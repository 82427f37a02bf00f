//! Password hashing utilities using Argon2id.

use argon2::{
    Argon2,
    password_hash::{PasswordHash, PasswordHasher, PasswordVerifier, SaltString, rand_core::OsRng},
};

use crate::error::AppError;
use serde_json::json;

/// Hashes a password with Argon2id using a fresh random salt.
///
/// Returns the PHC string (`$argon2id$...`) stored in the database.
///
/// # Errors
///
/// Returns [`AppError::Internal`] if hashing fails.
pub fn hash_password(password: &str) -> Result<String, AppError> {
    let salt = SaltString::generate(&mut OsRng);

    Argon2::default()
        .hash_password(password.as_bytes(), &salt)
        .map(|hash| hash.to_string())
        .map_err(|e| {
            tracing::error!(error = %e, "Password hashing failed");
            AppError::internal("Password hashing failed", json!({}))
        })
}

/// Verifies a password against a stored PHC hash string.
///
/// Returns `Ok(false)` for a well-formed hash that does not match.
///
/// # Errors
///
/// Returns [`AppError::Internal`] if the stored hash cannot be parsed.
pub fn verify_password(password: &str, hash: &str) -> Result<bool, AppError> {
    let parsed_hash = PasswordHash::new(hash).map_err(|e| {
        tracing::error!(error = %e, "Stored password hash is malformed");
        AppError::internal("Stored password hash is malformed", json!({}))
    })?;

    Ok(Argon2::default()
        .verify_password(password.as_bytes(), &parsed_hash)
        .is_ok())
}
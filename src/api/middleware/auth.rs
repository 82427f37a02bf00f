//! Bearer token authentication middleware.

use axum::{
    extract::{FromRequestParts, Request, State},
    middleware::Next,
    response::Response,
};
use axum_auth::AuthBearer;

use crate::{error::AppError, state::AppState};

/// The authenticated account, inserted into request extensions on success.
#[derive(Debug, Clone)]
pub struct CurrentUser {
    pub id: i64,
    pub username: String,
}

/// Authenticates requests using Bearer tokens from the Authorization header.
///
/// # Header Format
///
/// ```text
/// Authorization: Bearer <jwt>
/// ```
///
/// # Authentication Flow
///
/// 1. Extract token from `Authorization` header
/// 2. Verify JWT signature and expiry
/// 3. Load the account named by the `sub` claim
/// 4. Insert [`CurrentUser`] into request extensions
/// 5. Continue to next middleware/handler
///
/// # Errors
///
/// Returns `401 Unauthorized` (with `WWW-Authenticate: Bearer` per RFC 6750)
/// if:
/// - Authorization header is missing or malformed
/// - Token signature is invalid or expired
/// - The account named by the token no longer exists
pub async fn layer(
    State(st): State<AppState>,
    req: Request,
    next: Next,
) -> Result<Response, AppError> {
    let (mut parts, body) = req.into_parts();

    let AuthBearer(token) = AuthBearer::from_request_parts(&mut parts, &())
        .await
        .map_err(|_| {
            AppError::unauthorized(
                "Unauthorized",
                serde_json::json!({"reason": "Authorization header is missing or invalid"}),
            )
        })?;

    let mut req = Request::from_parts(parts, body);

    let user = st.auth_service.authenticate(&token).await?;

    req.extensions_mut().insert(CurrentUser {
        id: user.id,
        username: user.username,
    });

    Ok(next.run(req).await)
}
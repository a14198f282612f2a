//! Is a module containing the [`Token`] type and all of its related types.

use std::{collections::HashMap, fmt::Display, str::FromStr};

use derive_more::From;
use derive_new::new;
use enum_as_inner::EnumAsInner;
use getset::{CopyGetters, Getters};
use glox_base::source_file::{SourceElement, Span};
use lazy_static::lazy_static;
use strum::IntoEnumIterator;
use strum_macros::EnumIter;
use thiserror::Error;

/// Is an enumeration representing the reserved words of Lox.
#[derive(Debug, Clone, Copy, PartialEq, Eq, PartialOrd, Ord, Hash, EnumIter)]
#[allow(missing_docs)]
pub enum KeywordKind {
    And,
    Class,
    Else,
    False,
    For,
    Fun,
    If,
    Nil,
    Or,
    Print,
    Return,
    Super,
    This,
    True,
    Var,
    While,
}

impl Display for KeywordKind {
    fn fmt(&self, f: &mut std::fmt::Formatter<'_>) -> std::fmt::Result { f.write_str(self.as_str()) }
}

/// Is an error that is returned when a string cannot be parsed into a [`KeywordKind`] in
/// [`FromStr`] trait implementation.
#[derive(Debug, Clone, Copy, PartialEq, Eq, PartialOrd, Ord, Hash, Default, Error)]
#[error("invalid string representation of keyword.")]
pub struct KeywordParseError;

impl FromStr for KeywordKind {
    type Err = KeywordParseError;

    /// Looks the word up in the keyword table. The match is exact and case-sensitive.
    fn from_str(s: &str) -> Result<Self, Self::Err> {
        lazy_static! {
            static ref STRING_KEYWORD_MAP: HashMap<&'static str, KeywordKind> = {
                let mut map = HashMap::new();

                for keyword in KeywordKind::iter() {
                    map.insert(keyword.as_str(), keyword);
                }

                map
            };
        }
        STRING_KEYWORD_MAP.get(s).copied().ok_or(KeywordParseError)
    }
}

impl KeywordKind {
    /// Gets the string representation of the keyword as a `&str`.
    #[must_use]
    pub fn as_str(self) -> &'static str {
        match self {
            Self::And => "and",
            Self::Class => "class",
            Self::Else => "else",
            Self::False => "false",
            Self::For => "for",
            Self::Fun => "fun",
            Self::If => "if",
            Self::Nil => "nil",
            Self::Or => "or",
            Self::Print => "print",
            Self::Return => "return",
            Self::Super => "super",
            Self::This => "this",
            Self::True => "true",
            Self::Var => "var",
            Self::While => "while",
        }
    }
}

/// Is an enumeration of every kind of token a Lox source can be scanned into.
///
/// This set is closed: a parser built on top of the scanner can match on it exhaustively.
#[derive(Debug, Clone, Copy, PartialEq, Eq, PartialOrd, Ord, Hash, EnumAsInner)]
#[allow(missing_docs)]
pub enum TokenKind {
    // single-character punctuation
    LeftParen,
    RightParen,
    LeftBrace,
    RightBrace,
    Comma,
    Dot,
    Minus,
    Plus,
    Semicolon,
    Star,
    Slash,

    // one or two character operators
    Bang,
    BangEqual,
    Equal,
    EqualEqual,
    Less,
    LessEqual,
    Greater,
    GreaterEqual,

    // literals
    String,
    Number,
    Identifier,

    Keyword(KeywordKind),
}

impl TokenKind {
    /// Classifies an identifier-shaped word: a reserved word yields its [`Self::Keyword`], any
    /// other word is an [`Self::Identifier`].
    #[must_use]
    pub fn from_word(word: &str) -> Self {
        KeywordKind::from_str(word).map_or(Self::Identifier, Self::Keyword)
    }

    /// Gets the fixed spelling of the token kind, if it has one.
    ///
    /// Literal kinds ([`Self::String`], [`Self::Number`], and [`Self::Identifier`]) have no
    /// fixed spelling and return [`None`].
    #[must_use]
    pub fn as_str(self) -> Option<&'static str> {
        let spelling = match self {
            Self::LeftParen => "(",
            Self::RightParen => ")",
            Self::LeftBrace => "{",
            Self::RightBrace => "}",
            Self::Comma => ",",
            Self::Dot => ".",
            Self::Minus => "-",
            Self::Plus => "+",
            Self::Semicolon => ";",
            Self::Star => "*",
            Self::Slash => "/",
            Self::Bang => "!",
            Self::BangEqual => "!=",
            Self::Equal => "=",
            Self::EqualEqual => "==",
            Self::Less => "<",
            Self::LessEqual => "<=",
            Self::Greater => ">",
            Self::GreaterEqual => ">=",
            Self::Keyword(keyword) => keyword.as_str(),
            Self::String | Self::Number | Self::Identifier => return None,
        };

        Some(spelling)
    }
}

impl Display for TokenKind {
    fn fmt(&self, f: &mut std::fmt::Formatter<'_>) -> std::fmt::Result {
        let name = match self {
            Self::LeftParen => "LEFT_PAREN",
            Self::RightParen => "RIGHT_PAREN",
            Self::LeftBrace => "LEFT_BRACE",
            Self::RightBrace => "RIGHT_BRACE",
            Self::Comma => "COMMA",
            Self::Dot => "DOT",
            Self::Minus => "MINUS",
            Self::Plus => "PLUS",
            Self::Semicolon => "SEMICOLON",
            Self::Star => "STAR",
            Self::Slash => "SLASH",
            Self::Bang => "BANG",
            Self::BangEqual => "BANG_EQUAL",
            Self::Equal => "EQUAL",
            Self::EqualEqual => "EQUAL_EQUAL",
            Self::Less => "LESS",
            Self::LessEqual => "LESS_EQUAL",
            Self::Greater => "GREATER",
            Self::GreaterEqual => "GREATER_EQUAL",
            Self::String => "STRING",
            Self::Number => "NUMBER",
            Self::Identifier => "IDENTIFIER",
            Self::Keyword(keyword) => return f.write_str(&keyword.as_str().to_ascii_uppercase()),
        };

        f.write_str(name)
    }
}

/// Is the decoded value of a literal token.
#[derive(Debug, Clone, PartialEq, PartialOrd, EnumAsInner, From)]
#[allow(missing_docs)]
pub enum Literal {
    /// The text between the quotes of a string literal.
    String(String),
    Number(f64),
}

impl Display for Literal {
    fn fmt(&self, f: &mut std::fmt::Formatter<'_>) -> std::fmt::Result {
        match self {
            Self::String(string) => f.write_str(string),
            Self::Number(number) => write!(f, "{number}"),
        }
    }
}

/// Represents a single classified lexeme of the source code.
///
/// Tokens are immutable: every field is only reachable through its getter.
#[derive(Debug, Clone, PartialEq, Getters, CopyGetters, new)]
pub struct Token {
    /// Gets the kind of the token.
    #[get_copy = "pub"]
    kind: TokenKind,

    /// Gets the span of the source code the token was scanned from.
    #[get = "pub"]
    span: Span,

    /// Gets the decoded value of a string or number token.
    #[get = "pub"]
    literal: Option<Literal>,

    /// Gets the line (starting at 1) that the token starts on.
    #[get_copy = "pub"]
    line: usize,
}

impl Token {
    /// Gets the exact source text of the token, quotes included for strings.
    #[must_use]
    pub fn lexeme(&self) -> &str { self.span.str() }
}

impl SourceElement for Token {
    fn span(&self) -> Span { self.span.clone() }
}

impl Display for Token {
    fn fmt(&self, f: &mut std::fmt::Formatter<'_>) -> std::fmt::Result {
        write!(f, "{} {:?}", self.kind, self.lexeme())?;

        if let Some(literal) = &self.literal {
            write!(f, " {literal}")?;
        }

        write!(f, " (line {})", self.line)
    }
}
use std::io::{Cursor, Write};

use crate::{run_file, run_prompt, Argument, Parser, Status};

fn script(content: &str) -> tempfile::NamedTempFile {
    let mut file = tempfile::Builder::new()
        .suffix(".lox")
        .tempfile()
        .unwrap();
    file.write_all(content.as_bytes()).unwrap();
    file
}

#[test]
fn arguments() {
    let argument = Argument::try_parse_from(["glox", "hello.lox"]).unwrap();
    assert_eq!(argument.script.unwrap().to_str(), Some("hello.lox"));

    let argument = Argument::try_parse_from(["glox"]).unwrap();
    assert!(argument.script.is_none());

    assert!(Argument::try_parse_from(["glox", "a.lox", "b.lox"]).is_err());
}

#[test]
fn file_without_errors() {
    let file = script("print 1.5;\n");
    let mut output = Vec::new();

    assert_eq!(run_file(file.path(), &mut output), Status::Success);
    assert_eq!(
        String::from_utf8(output).unwrap(),
        "PRINT \"print\" (line 1)\nNUMBER \"1.5\" 1.5 (line 1)\nSEMICOLON \";\" (line 1)\n"
    );
}

#[test]
fn file_with_lexical_errors_still_prints_its_tokens() {
    let file = script("var a = @;");
    let mut output = Vec::new();

    assert_eq!(run_file(file.path(), &mut output), Status::LexicalError);
    assert_eq!(String::from_utf8(output).unwrap().lines().count(), 4);
}

#[test]
fn missing_file_is_an_io_error() {
    let directory = tempfile::tempdir().unwrap();
    let mut output = Vec::new();

    assert_eq!(
        run_file(&directory.path().join("missing.lox"), &mut output),
        Status::IoError
    );
    assert!(output.is_empty());
}

#[test]
fn non_utf8_file_is_an_io_error() {
    let mut file = tempfile::NamedTempFile::new().unwrap();
    file.write_all(&[0x66, 0xff, 0xfe]).unwrap();
    let mut output = Vec::new();

    assert_eq!(run_file(file.path(), &mut output), Status::IoError);
}

#[test]
fn prompt_scans_every_line_on_its_own() {
    let input = Cursor::new("1 + 2\r\n\"open\nfoo\n");
    let mut output = Vec::new();

    assert_eq!(run_prompt(input, &mut output), Status::Success);
    assert_eq!(
        String::from_utf8(output).unwrap(),
        "> NUMBER \"1\" 1 (line 1)\nPLUS \"+\" (line 1)\nNUMBER \"2\" 2 (line 1)\n> > \
         IDENTIFIER \"foo\" (line 1)\n> "
    );
}

#[test]
fn prompt_ends_on_empty_input() {
    let mut output = Vec::new();

    assert_eq!(run_prompt(Cursor::new(""), &mut output), Status::Success);
    assert_eq!(output, b"> ");
}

+-------+

EXERCISE GOAL. Using the data above, copy each line that contains "LeftParen".

YOUR RESPONSE.
    LeftParen,
            Self::LeftParen => "(",
            Self::LeftParen => "LEFT_PAREN",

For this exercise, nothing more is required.